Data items
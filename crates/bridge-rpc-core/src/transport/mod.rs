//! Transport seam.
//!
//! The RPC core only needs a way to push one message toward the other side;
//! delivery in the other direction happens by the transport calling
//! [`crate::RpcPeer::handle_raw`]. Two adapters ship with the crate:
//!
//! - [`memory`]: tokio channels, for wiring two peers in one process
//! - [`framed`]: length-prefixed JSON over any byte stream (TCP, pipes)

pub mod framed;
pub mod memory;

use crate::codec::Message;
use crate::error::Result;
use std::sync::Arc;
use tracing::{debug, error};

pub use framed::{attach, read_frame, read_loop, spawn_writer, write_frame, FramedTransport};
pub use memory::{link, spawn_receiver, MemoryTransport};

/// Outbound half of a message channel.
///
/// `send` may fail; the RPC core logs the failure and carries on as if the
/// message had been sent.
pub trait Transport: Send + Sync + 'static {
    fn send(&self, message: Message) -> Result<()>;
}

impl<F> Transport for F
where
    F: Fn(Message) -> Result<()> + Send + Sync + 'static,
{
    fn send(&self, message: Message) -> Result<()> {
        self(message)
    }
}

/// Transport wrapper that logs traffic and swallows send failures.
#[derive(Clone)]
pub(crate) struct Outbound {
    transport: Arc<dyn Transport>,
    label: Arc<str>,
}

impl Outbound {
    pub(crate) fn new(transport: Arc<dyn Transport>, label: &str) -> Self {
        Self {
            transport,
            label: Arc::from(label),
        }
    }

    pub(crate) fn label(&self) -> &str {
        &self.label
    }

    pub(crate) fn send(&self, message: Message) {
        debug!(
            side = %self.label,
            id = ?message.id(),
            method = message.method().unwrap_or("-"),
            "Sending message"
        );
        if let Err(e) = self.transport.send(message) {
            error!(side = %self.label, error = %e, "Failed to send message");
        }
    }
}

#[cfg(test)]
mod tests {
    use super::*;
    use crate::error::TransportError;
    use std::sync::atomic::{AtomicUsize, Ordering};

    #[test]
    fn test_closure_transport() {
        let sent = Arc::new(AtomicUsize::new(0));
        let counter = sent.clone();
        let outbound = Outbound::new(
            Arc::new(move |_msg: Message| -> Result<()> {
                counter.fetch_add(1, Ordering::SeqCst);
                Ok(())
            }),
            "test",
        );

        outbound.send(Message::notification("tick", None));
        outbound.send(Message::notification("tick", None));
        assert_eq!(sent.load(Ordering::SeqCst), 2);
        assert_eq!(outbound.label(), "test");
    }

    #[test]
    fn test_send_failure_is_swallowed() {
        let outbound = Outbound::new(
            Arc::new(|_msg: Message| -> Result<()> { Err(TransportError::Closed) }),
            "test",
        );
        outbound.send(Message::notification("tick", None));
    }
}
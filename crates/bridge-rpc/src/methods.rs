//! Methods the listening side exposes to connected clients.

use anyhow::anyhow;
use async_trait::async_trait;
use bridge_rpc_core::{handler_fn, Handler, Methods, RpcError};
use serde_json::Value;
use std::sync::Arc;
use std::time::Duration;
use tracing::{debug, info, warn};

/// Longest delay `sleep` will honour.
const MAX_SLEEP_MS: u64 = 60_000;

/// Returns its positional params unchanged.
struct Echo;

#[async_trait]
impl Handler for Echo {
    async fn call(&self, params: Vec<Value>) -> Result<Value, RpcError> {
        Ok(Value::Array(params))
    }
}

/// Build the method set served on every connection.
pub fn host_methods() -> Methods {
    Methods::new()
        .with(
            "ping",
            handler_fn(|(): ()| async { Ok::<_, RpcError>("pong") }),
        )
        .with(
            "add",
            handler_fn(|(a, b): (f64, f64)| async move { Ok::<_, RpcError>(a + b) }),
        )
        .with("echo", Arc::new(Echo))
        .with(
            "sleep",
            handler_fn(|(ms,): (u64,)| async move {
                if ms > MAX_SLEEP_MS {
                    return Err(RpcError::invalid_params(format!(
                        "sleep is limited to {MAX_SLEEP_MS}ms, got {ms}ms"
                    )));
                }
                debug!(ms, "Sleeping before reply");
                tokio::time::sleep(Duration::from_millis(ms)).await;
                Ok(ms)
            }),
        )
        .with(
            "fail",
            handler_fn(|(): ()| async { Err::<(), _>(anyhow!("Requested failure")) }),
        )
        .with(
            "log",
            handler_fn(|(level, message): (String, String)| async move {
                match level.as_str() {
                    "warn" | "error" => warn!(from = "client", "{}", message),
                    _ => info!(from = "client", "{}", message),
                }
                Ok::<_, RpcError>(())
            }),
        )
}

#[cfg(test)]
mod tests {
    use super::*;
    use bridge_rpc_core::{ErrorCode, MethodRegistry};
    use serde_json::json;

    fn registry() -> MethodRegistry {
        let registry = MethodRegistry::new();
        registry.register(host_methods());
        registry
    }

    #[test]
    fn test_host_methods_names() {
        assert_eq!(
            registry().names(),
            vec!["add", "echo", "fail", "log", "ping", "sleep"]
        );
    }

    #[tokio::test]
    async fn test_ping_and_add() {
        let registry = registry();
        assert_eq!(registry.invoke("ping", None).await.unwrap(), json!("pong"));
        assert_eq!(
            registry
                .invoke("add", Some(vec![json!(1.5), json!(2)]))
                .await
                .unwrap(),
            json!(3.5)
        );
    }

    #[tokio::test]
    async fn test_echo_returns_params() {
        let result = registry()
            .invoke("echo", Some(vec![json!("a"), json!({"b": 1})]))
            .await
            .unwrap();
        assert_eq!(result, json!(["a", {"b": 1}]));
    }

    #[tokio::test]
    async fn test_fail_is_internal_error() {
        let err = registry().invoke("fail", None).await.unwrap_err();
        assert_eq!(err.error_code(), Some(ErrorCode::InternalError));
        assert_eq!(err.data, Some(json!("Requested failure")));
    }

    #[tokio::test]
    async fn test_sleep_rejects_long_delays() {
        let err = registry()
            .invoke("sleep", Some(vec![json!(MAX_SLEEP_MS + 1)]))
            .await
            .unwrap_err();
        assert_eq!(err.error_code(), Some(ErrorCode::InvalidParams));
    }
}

◆ Work task ◆
Where does the string "ErrorCode" appear in the records above? Return every line that holds it.

◆ Exercise response ◆
    use bridge_rpc_core::{ErrorCode, MethodRegistry};
        assert_eq!(err.error_code(), Some(ErrorCode::InternalError));
        assert_eq!(err.error_code(), Some(ErrorCode::InvalidParams));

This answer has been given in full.